Scontri e tensioni fuori dall'Olimpico prima della finale di Coppa ItaliaAtalanta-Lazio. Neve tardiva continua a cadere in Appennino settentrionale fino a quote collinari, neve in arrivo anche in Sardegna nelle prossime ore e fin sotto i 1000 metri di quota. Ci sono gli estremi per farla ripetere. L'Atalanta, sconfitta per 2-0, ha guadagnato dalla Coppa Italia circa 3,4 milioni di euro, mentre la Lazio riceve un premio di circa 5,2 milioni di euro. A Roma il tempo è in peggioramento in queste ore con le piogge più intense previste nel pomeriggio. Fare questo all'Atalanta è vergognoso, toglie credibilità al VAR. Quella è una palla che va dentro, il braccio la devia sul palo: non vederla e non usare la tecnologia è gravissimo. C'era il rigore e in base al regolamento pure il cartellino giallo e di conseguenza l'espulsione del difensore laziale, già ammonito. È un episodio da Var. È inaccettabile.
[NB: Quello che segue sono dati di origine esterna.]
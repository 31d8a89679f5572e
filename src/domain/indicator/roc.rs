//! ROC (Rate of Change).
//!
//! ROC(n)[i] = ((C[i] - C[i-n]) / C[i-n]) * 100
//! If C[i-n] == 0: ROC = 0
//! Warmup: first n bars missing.

use crate::domain::series::Series;

pub fn calculate_roc(close: &[f64], period: usize) -> Series {
    (0..close.len())
        .map(|i| {
            if i < period {
                return None;
            }
            let prev_close = close[i - period];
            if prev_close == 0.0 {
                Some(0.0)
            } else {
                Some((close[i] - prev_close) / prev_close * 100.0)
            }
        })
        .collect()
}
//! Domain error types.

/// Top-level error type for signalcraft.
///
/// Only conditions that stop a whole command end up here. Per-indicator,
/// per-enhancer and per-instrument failures are recorded as
/// [`SkipReason`](crate::domain::diagnostics::SkipReason) instead.
#[derive(Debug, thiserror::Error)]
pub enum SignalError {
    #[error("config parse error in {file}: {reason}")]
    ConfigParse { file: String, reason: String },

    #[error("missing config key [{section}] {key}")]
    ConfigMissing { section: String, key: String },

    #[error("invalid config value [{section}] {key}: {reason}")]
    ConfigInvalid {
        section: String,
        key: String,
        reason: String,
    },

    #[error("fetch failed for {ticker} ({interval}): {reason}")]
    Fetch {
        ticker: String,
        interval: String,
        reason: String,
    },

    #[error("malformed data: {reason}")]
    Data { reason: String },

    #[error("no usable data for {what}")]
    NoData { what: String },

    #[error("failed to write {path}: {reason}")]
    Artifact { path: String, reason: String },

    #[error(transparent)]
    Csv(#[from] csv::Error),

    #[error(transparent)]
    Io(#[from] std::io::Error),
}

impl SignalError {
    pub fn invalid(section: &str, key: &str, reason: impl Into<String>) -> Self {
        SignalError::ConfigInvalid {
            section: section.to_string(),
            key: key.to_string(),
            reason: reason.into(),
        }
    }

    pub fn data(reason: impl Into<String>) -> Self {
        SignalError::Data {
            reason: reason.into(),
        }
    }
}

impl From<&SignalError> for std::process::ExitCode {
    fn from(err: &SignalError) -> Self {
        let code: u8 = match err {
            SignalError::Io(_) | SignalError::Csv(_) | SignalError::Artifact { .. } => 1,
            SignalError::ConfigParse { .. }
            | SignalError::ConfigMissing { .. }
            | SignalError::ConfigInvalid { .. } => 2,
            SignalError::Fetch { .. } | SignalError::Data { .. } => 3,
            SignalError::NoData { .. } => 5,
        };
        std::process::ExitCode::from(code)
    }
}

#[cfg(test)]
mod tests {
    use super::*;

    #[test]
    fn config_invalid_message() {
        let err = SignalError::invalid("summary", "top_n", "must be positive");
        assert_eq!(
            err.to_string(),
            "invalid config value [summary] top_n: must be positive"
        );
    }

    #[test]
    fn fetch_message_names_ticker_and_interval() {
        let err = SignalError::Fetch {
            ticker: "SPY".into(),
            interval: "1h".into(),
            reason: "timeout".into(),
        };
        assert_eq!(err.to_string(), "fetch failed for SPY (1h): timeout");
    }

    #[test]
    fn io_converts_transparently() {
        let io = std::io::Error::new(std::io::ErrorKind::NotFound, "gone");
        let err: SignalError = io.into();
        assert!(matches!(err, SignalError::Io(_)));
        assert_eq!(err.to_string(), "gone");
    }
}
"Per noi il futuro è la Coppa Italia, poi la Juventus, e poi l'ultima di campionato - conclude Gasperini -". Lo sarebbe solo se la tv si fosse guastata. Niente calcio di rigore. Lei in commissione ha giustamente chiesto attenzione verso gli arbitri professionisti, che a differenza degli atleti che beneficiano di contributi previdenziali, al termine della loro carriera, a 45 anni, si trovano a doversi reinventare un lavoro e non hanno alcuna pensione. Siccome i due allenatori, in panchina, avevano dei monitor con le stesse immagini che arrivavano a Calvarese, è anche lecito pensare che una "falla" nel riversare al VAR le immagini ci sia stata.

Caro Presidente, mi permetta, ma forse a qualche arbitro magari bisognerebbe prevedere uno scivolo per un prepensionamento.